Clever Monsters
When I was a young parent and would get the 2:00 a.m. Monster Under The Bed call, I would do the obvious and ultimately useless thing of bravely checking under the bed to reassure my son that he had nothing to worry about: nothing lived there but dust bunnies and forgotten toys. But monsters are clever, and so the second time I am called into the bedroom at 2:00 a.m. and bravely look beneath the bed, I am told that the monster snuck out and into the closet when I had my back turned. And so I pull the closet doors open, and Lo! No monsters.
Except monsters are cleverer still. By the third 2:00 a.m. trip I am told that the monsters have a special power: they are invisible to grownups. It is about this time that my young parenting patience runs out and I growl, “There are no monsters anywhere in your bedroom, all right? I’m very tired. Go to sleep.”

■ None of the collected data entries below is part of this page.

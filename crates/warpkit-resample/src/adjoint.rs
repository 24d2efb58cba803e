//! Adjoint resampling: scatter from the reference grid into the floating grid.
//!
//! The forward operator gathers each reference voxel from a handful of
//! floating voxels. Its adjoint distributes each reference voxel's value back
//! into those same floating voxels with the same weights, summing overlaps.
//! The taps are computed once per setup and stored as a [`SplatPlan`],
//! grouped by floating voxel so that the scatter runs as a race-free
//! parallel gather.

use burn::tensor::Tensor;
use burn::tensor::backend::Backend;
use rayon::prelude::*;
use warpkit_core::image::{Image, ImageGeometry};
use warpkit_core::transform::{BSplineTransform, DeformationField};
use crate::config::Interpolation;
use crate::error::{ResampleError, Result};
use crate::forward::field_to_indices;
use crate::kernel;

/// Interpolation taps of a setup, grouped by the floating voxel they land on.
///
/// Row `t` lists every `(reference voxel, weight)` pair whose forward gather
/// reads floating voxel `t`, in ascending reference order. The adjoint then
/// becomes an independent weighted sum per floating voxel.
#[derive(Debug, Clone)]
pub struct SplatPlan {
    offsets: Vec<usize>,
    sources: Vec<usize>,
    weights: Vec<f64>,
    num_sources: usize,
    floating_dims: [usize; 3],
}

impl SplatPlan {
    /// Build the taps for `positions` (continuous floating indices, `[N * 3]`).
    ///
    /// Positions outside the floating extent get no taps.
    pub fn build(positions: &[f32], floating_dims: [usize; 3], interpolation: Interpolation) -> Self {
        let per_source: Vec<Vec<(usize, f64)>> = positions
            .par_chunks_exact(3)
            .map(|p| {
                let mut taps = Vec::new();
                let index = [p[0] as f64, p[1] as f64, p[2] as f64];
                kernel::for_each_tap(interpolation, index, floating_dims, |offset, w| taps.push((offset, w)));
                taps
            })
            .collect();

        let num_targets: usize = floating_dims.iter().product();
        let mut offsets = vec![0usize; num_targets + 1];
        for &(target, _) in per_source.iter().flatten() {
            offsets[target + 1] += 1;
        }
        for t in 0..num_targets {
            offsets[t + 1] += offsets[t];
        }

        // Visiting sources in order keeps each row sorted by source.
        let total = offsets[num_targets];
        let mut cursor = offsets.clone();
        let mut sources = vec![0usize; total];
        let mut weights = vec![0.0f64; total];
        for (source, taps) in per_source.iter().enumerate() {
            for &(target, w) in taps {
                let slot = cursor[target];
                sources[slot] = source;
                weights[slot] = w;
                cursor[target] += 1;
            }
        }

        Self {
            offsets,
            sources,
            weights,
            num_sources: per_source.len(),
            floating_dims,
        }
    }

    /// Number of reference voxels.
    pub fn num_sources(&self) -> usize {
        self.num_sources
    }

    /// Number of floating voxels.
    pub fn num_targets(&self) -> usize {
        self.offsets.len() - 1
    }

    /// Total number of stored taps.
    pub fn num_taps(&self) -> usize {
        self.sources.len()
    }

    /// Floating grid size in index order.
    pub fn floating_dims(&self) -> [usize; 3] {
        self.floating_dims
    }

    /// Reference voxels and weights feeding one floating voxel.
    pub fn contributions(&self, target: usize) -> impl Iterator<Item = (usize, f64)> + '_ {
        let range = self.offsets[target]..self.offsets[target + 1];
        self.sources[range.clone()]
            .iter()
            .copied()
            .zip(self.weights[range].iter().copied())
    }

    /// Distribute `input` (one value per reference voxel) into the floating grid.
    ///
    /// Each floating voxel sums its own row, so the result does not depend on
    /// thread count or scheduling.
    pub fn splat(&self, input: &[f32]) -> Vec<f64> {
        (0..self.num_targets())
            .into_par_iter()
            .map(|target| {
                self.contributions(target)
                    .fold(0.0f64, |acc, (source, w)| acc + w * input[source] as f64)
            })
            .collect()
    }
}

/// Control-point parameterisation of a deformation, with the adjoint operator.
///
/// The lattice is the grid of the deformation field and the parameters are the
/// field's positions. By default the dense field itself drives the adjoint;
/// replacing the parameters switches to the cubic B-spline the lattice defines.
#[derive(Debug, Clone)]
pub struct ControlPointTransformation<B: Backend> {
    spline: BSplineTransform<B>,
    dense_field: Option<DeformationField<B>>,
    interpolation: Interpolation,
    padding_value: f32,
    plan: Option<SplatPlan>,
}

impl<B: Backend> ControlPointTransformation<B> {
    /// Parameterise `field` on its own grid.
    pub fn new(field: &DeformationField<B>) -> Result<Self> {
        Ok(Self {
            spline: BSplineTransform::from_deformation(field)?,
            dense_field: Some(field.clone()),
            interpolation: Interpolation::Linear,
            padding_value: 0.0,
            plan: None,
        })
    }

    pub fn lattice(&self) -> &ImageGeometry<3> {
        self.spline.lattice()
    }

    /// Control-point positions, `[num_control_points, 3]`.
    pub fn parameters(&self) -> Tensor<B, 2> {
        self.spline.coefficients()
    }

    /// Replace the control-point positions. The dense override is dropped.
    pub fn set_parameters(&mut self, parameters: Tensor<B, 2>) -> Result<()> {
        self.spline.set_coefficients(parameters)?;
        self.dense_field = None;
        self.plan = None;
        Ok(())
    }

    /// Drive the adjoint from an explicit dense field on the lattice grid.
    pub fn set_dense_field(&mut self, field: DeformationField<B>) -> Result<()> {
        if field.geometry().shape() != self.lattice().shape() {
            return Err(ResampleError::incompatible_geometry(format!(
                "dense field shape {:?} does not match lattice {:?}",
                field.geometry().shape(),
                self.lattice().shape()
            )));
        }
        self.dense_field = Some(field);
        self.plan = None;
        Ok(())
    }

    /// Select the scatter kernel. Sinc has no adjoint.
    pub fn set_interpolation(&mut self, interpolation: Interpolation) -> Result<()> {
        if !interpolation.supports_adjoint() {
            return Err(ResampleError::unsupported_interpolation(format!(
                "{interpolation:?} has no adjoint"
            )));
        }
        if interpolation != self.interpolation {
            self.interpolation = interpolation;
            self.plan = None;
        }
        Ok(())
    }

    /// Padding of the matching forward operator. Positions outside the
    /// floating extent never receive taps, so the value does not enter the
    /// scatter.
    pub fn set_padding_value(&mut self, padding_value: f32) {
        self.padding_value = padding_value;
    }

    pub fn padding_value(&self) -> f32 {
        self.padding_value
    }

    pub fn interpolation(&self) -> Interpolation {
        self.interpolation
    }

    /// Dense field of positions on the lattice grid.
    pub fn evaluate(&self) -> Result<DeformationField<B>> {
        match &self.dense_field {
            Some(field) => Ok(field.clone()),
            None => Ok(self.spline.evaluate_at_grid(self.lattice())?),
        }
    }

    /// Build the splat plan into a floating grid.
    pub fn prepare(&mut self, floating: &ImageGeometry<3>) -> Result<()> {
        let field = self.evaluate()?;
        let positions = field_to_indices(floating, &field)?;
        let plan = SplatPlan::build(&positions, floating.index_dims(), self.interpolation);
        tracing::debug!(
            sources = plan.num_sources(),
            taps = plan.num_taps(),
            interpolation = ?self.interpolation,
            "built splat plan"
        );
        self.plan = Some(plan);
        Ok(())
    }

    pub fn plan(&self) -> Option<&SplatPlan> {
        self.plan.as_ref()
    }

    /// Apply the adjoint to `input` (lattice grid), writing into `output`
    /// (floating grid). `output` is overwritten, not accumulated into.
    pub fn transform_image_adjoint(&self, input: &Image<B, 3>, output: &mut Image<B, 3>) -> Result<()> {
        let plan = self
            .plan
            .as_ref()
            .ok_or_else(|| ResampleError::uninitialized("splat plan has not been prepared"))?;

        if input.shape() != self.lattice().shape() {
            return Err(ResampleError::incompatible_geometry(format!(
                "adjoint input shape {:?} does not match lattice {:?}",
                input.shape(),
                self.lattice().shape()
            )));
        }
        if output.geometry().index_dims() != plan.floating_dims() {
            return Err(ResampleError::incompatible_geometry(format!(
                "adjoint output shape {:?} does not match floating grid {:?}",
                output.geometry().index_dims(),
                plan.floating_dims()
            )));
        }

        let accumulated = plan.splat(&input.to_voxels()?);
        output.set_voxels(accumulated.into_iter().map(|v| v as f32).collect())?;
        Ok(())
    }
}

/// One-shot adjoint of the forward resampling defined by `field`.
///
/// `input` lives on the field's grid; the result lives on `floating`.
pub fn resample_adjoint<B: Backend>(
    input: &Image<B, 3>,
    field: &DeformationField<B>,
    floating: &ImageGeometry<3>,
    interpolation: Interpolation,
    padding: f32,
) -> Result<Image<B, 3>> {
    let mut evaluator = ControlPointTransformation::new(field)?;
    evaluator.set_interpolation(interpolation)?;
    evaluator.set_padding_value(padding);
    evaluator.prepare(floating)?;

    let mut output = Image::zeros(floating.clone(), &input.device());
    evaluator.transform_image_adjoint(input, &mut output)?;
    Ok(output)
}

I am older now, but the monsters are still around. Clever as always, they have changed their shape to suit the child. Last night my thirteen year-old son’s cry pulled me from a very pleasant dream. I staggered into his room and found him sitting up in bed.
“Dad, I heard a burglar in the house.”
The troubles of the world are not yet relevant to the half-dreaming mind, and so I had the wisdom on this night not to even listen for the burglar I knew did not exist. “Sawyer,” said the part of me that knew what it could not see, “answer me honestly now. Ready? Are you ready?”
“I’m ready.”
“Okay. Quickly now: are you safe?”
He blinked at me in the darkness. “Yes.”
“Good.” I eased him back onto his pillow. “That’s the only answer you’ll ever really get, you know.”
Out in the hall my mind was waking up. How unfortunate. Now, it might resist returning to sleep. Now, it might even find itself listening for burglars.